(Stored items)
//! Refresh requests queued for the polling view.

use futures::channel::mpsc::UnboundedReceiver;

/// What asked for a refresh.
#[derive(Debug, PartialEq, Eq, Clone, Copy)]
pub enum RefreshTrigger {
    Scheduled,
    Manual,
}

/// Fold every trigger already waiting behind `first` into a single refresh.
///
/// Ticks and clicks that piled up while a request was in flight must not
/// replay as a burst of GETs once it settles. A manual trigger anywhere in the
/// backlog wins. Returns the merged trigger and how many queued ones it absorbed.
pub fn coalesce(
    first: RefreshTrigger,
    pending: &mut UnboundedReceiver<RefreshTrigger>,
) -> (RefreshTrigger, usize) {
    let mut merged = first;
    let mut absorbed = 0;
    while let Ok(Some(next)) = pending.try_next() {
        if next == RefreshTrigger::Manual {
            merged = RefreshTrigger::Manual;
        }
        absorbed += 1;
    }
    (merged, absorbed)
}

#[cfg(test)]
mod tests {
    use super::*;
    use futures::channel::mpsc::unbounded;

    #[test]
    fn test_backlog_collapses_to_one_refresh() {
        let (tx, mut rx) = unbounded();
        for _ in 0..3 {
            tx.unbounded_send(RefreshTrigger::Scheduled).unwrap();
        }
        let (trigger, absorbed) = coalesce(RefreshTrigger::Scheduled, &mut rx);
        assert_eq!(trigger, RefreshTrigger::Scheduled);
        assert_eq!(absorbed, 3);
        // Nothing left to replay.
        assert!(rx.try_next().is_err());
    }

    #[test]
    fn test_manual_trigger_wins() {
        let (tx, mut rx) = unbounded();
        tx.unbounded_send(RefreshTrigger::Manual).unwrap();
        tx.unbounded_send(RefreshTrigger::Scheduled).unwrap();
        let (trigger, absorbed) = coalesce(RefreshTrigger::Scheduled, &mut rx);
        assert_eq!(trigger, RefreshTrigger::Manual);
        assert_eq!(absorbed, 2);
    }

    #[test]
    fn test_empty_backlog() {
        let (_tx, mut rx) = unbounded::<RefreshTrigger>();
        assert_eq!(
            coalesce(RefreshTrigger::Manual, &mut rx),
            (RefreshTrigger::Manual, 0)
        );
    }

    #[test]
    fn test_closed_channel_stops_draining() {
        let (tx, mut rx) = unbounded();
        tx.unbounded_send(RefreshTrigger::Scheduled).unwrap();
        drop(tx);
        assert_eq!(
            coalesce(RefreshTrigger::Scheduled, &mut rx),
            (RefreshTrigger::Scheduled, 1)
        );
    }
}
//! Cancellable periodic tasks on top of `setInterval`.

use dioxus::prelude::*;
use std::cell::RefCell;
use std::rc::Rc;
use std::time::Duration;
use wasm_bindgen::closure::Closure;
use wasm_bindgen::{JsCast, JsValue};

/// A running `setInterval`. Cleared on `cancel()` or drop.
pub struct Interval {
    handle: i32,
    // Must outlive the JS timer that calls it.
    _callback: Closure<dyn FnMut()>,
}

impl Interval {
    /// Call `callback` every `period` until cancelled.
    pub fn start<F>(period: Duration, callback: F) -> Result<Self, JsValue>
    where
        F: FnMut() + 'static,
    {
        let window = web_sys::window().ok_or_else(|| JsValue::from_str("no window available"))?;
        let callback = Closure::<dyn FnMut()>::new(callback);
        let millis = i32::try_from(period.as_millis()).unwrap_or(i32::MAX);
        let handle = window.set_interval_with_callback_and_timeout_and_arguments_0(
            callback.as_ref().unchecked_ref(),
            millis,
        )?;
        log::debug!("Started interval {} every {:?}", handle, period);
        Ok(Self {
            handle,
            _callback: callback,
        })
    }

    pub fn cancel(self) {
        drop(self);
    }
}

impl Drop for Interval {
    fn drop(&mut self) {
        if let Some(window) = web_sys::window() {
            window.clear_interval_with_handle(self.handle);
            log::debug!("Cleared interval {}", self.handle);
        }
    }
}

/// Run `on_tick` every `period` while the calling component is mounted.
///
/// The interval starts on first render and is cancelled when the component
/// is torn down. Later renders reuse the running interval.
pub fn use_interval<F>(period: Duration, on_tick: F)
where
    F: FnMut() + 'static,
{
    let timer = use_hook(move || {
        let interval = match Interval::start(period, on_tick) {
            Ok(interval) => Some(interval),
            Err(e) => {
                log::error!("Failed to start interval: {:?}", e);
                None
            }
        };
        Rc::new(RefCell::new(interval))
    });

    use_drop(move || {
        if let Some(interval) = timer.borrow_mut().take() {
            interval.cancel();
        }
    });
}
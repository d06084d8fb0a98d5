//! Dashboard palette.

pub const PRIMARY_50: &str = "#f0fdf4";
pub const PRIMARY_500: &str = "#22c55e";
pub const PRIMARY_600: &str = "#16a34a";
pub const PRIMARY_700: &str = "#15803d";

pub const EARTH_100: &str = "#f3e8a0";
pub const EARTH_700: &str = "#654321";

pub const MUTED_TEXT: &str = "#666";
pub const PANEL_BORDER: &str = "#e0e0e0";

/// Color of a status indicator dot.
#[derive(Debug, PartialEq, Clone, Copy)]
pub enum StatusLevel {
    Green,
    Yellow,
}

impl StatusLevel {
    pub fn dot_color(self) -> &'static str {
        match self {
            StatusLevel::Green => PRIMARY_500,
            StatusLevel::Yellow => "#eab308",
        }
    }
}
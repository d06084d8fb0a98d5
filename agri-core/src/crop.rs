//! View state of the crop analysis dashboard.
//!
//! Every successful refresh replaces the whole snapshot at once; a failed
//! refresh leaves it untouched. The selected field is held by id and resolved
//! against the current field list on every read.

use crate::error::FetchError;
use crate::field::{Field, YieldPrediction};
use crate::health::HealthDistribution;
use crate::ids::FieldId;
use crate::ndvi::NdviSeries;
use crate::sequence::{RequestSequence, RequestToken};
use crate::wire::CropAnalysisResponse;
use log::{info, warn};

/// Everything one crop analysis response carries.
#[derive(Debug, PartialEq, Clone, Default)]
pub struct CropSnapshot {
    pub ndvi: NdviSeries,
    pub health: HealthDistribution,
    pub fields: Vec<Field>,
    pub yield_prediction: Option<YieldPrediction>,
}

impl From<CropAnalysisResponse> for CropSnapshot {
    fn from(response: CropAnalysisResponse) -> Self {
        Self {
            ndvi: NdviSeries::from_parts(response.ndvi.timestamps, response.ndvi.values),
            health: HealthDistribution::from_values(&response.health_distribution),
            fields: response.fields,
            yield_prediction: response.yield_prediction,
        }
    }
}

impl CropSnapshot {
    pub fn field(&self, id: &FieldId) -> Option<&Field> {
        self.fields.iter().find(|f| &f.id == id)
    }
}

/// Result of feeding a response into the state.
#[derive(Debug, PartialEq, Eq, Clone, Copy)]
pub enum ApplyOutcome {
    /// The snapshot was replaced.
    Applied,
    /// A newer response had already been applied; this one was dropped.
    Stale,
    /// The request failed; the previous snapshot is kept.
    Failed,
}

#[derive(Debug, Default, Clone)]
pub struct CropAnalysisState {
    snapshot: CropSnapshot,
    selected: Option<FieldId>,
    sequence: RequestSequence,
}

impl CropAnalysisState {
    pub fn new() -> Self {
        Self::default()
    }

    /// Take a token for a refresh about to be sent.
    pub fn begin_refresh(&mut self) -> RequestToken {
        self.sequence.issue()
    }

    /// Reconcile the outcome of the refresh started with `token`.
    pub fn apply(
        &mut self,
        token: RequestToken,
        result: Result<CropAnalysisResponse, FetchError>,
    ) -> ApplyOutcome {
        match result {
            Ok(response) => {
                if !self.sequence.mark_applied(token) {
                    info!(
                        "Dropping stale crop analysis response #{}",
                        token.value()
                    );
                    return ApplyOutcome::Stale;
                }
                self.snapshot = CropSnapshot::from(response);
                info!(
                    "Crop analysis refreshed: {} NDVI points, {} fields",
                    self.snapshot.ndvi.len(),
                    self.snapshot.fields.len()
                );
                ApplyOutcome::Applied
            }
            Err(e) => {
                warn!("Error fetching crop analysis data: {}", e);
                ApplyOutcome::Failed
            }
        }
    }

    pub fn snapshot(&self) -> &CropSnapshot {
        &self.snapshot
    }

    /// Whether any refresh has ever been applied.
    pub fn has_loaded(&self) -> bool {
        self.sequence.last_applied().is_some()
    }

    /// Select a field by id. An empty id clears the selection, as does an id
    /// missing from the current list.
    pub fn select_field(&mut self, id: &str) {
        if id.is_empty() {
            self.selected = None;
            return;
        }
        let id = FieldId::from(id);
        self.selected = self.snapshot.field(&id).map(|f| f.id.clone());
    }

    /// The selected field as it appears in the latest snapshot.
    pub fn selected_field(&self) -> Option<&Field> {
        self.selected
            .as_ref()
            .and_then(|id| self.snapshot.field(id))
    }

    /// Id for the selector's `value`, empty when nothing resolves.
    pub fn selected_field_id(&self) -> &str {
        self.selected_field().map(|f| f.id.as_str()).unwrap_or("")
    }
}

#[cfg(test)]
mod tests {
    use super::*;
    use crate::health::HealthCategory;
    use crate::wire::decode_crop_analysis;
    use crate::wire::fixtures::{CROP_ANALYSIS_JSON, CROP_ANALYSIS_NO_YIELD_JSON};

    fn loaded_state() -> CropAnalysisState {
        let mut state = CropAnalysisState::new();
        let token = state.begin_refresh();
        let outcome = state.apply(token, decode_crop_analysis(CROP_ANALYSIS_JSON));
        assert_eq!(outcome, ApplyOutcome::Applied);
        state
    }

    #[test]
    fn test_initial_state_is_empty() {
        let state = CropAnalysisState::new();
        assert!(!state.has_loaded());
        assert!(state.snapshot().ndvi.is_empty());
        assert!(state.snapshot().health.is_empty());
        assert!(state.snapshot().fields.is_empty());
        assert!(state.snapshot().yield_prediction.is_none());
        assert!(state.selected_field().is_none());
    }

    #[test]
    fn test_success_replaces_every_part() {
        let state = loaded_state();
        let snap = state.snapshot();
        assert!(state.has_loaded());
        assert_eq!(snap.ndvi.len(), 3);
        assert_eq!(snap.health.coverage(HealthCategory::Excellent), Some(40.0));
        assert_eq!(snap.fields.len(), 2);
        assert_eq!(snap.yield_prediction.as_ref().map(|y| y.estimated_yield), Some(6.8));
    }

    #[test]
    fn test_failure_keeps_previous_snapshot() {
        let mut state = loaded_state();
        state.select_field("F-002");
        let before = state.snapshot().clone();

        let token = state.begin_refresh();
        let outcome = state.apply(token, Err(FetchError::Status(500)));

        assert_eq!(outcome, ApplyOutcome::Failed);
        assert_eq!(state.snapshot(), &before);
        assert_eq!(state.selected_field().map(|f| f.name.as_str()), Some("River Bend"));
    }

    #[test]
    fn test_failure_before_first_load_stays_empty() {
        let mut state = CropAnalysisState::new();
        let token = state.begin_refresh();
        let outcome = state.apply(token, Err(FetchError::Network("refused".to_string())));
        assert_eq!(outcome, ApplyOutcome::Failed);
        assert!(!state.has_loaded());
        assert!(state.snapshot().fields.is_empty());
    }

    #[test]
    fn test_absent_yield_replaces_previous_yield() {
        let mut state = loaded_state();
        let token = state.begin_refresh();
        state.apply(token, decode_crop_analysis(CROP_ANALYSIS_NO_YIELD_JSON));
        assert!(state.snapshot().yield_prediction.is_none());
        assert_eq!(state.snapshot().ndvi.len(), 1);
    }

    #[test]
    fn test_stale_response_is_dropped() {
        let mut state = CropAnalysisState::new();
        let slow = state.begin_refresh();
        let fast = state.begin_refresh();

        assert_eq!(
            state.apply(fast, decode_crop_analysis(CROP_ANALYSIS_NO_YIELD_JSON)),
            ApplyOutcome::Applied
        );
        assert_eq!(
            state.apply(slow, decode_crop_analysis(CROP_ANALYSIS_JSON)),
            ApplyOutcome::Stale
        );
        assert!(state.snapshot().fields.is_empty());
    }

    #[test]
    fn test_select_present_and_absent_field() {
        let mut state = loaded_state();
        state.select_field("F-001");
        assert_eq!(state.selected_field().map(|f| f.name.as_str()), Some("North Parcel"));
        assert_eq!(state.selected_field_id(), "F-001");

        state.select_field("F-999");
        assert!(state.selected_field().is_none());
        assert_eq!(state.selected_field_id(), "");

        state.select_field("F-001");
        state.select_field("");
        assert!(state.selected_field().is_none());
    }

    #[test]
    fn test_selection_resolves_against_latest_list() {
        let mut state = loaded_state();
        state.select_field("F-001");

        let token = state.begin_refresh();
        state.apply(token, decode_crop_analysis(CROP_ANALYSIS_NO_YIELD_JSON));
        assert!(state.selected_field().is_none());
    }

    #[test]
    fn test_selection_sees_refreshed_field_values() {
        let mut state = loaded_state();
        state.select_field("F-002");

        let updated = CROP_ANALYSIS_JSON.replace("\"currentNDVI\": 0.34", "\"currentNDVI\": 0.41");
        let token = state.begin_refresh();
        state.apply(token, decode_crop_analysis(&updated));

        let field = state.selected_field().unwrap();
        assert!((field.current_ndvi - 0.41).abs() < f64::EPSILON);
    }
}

**EXERCISE GOAL:** Write out each line of the data that holds the string "when".

**EXERCISE ANSWER:**
/// The interval starts on first render and is cancelled when the component
    /// Id for the selector's `value`, empty when nothing resolves.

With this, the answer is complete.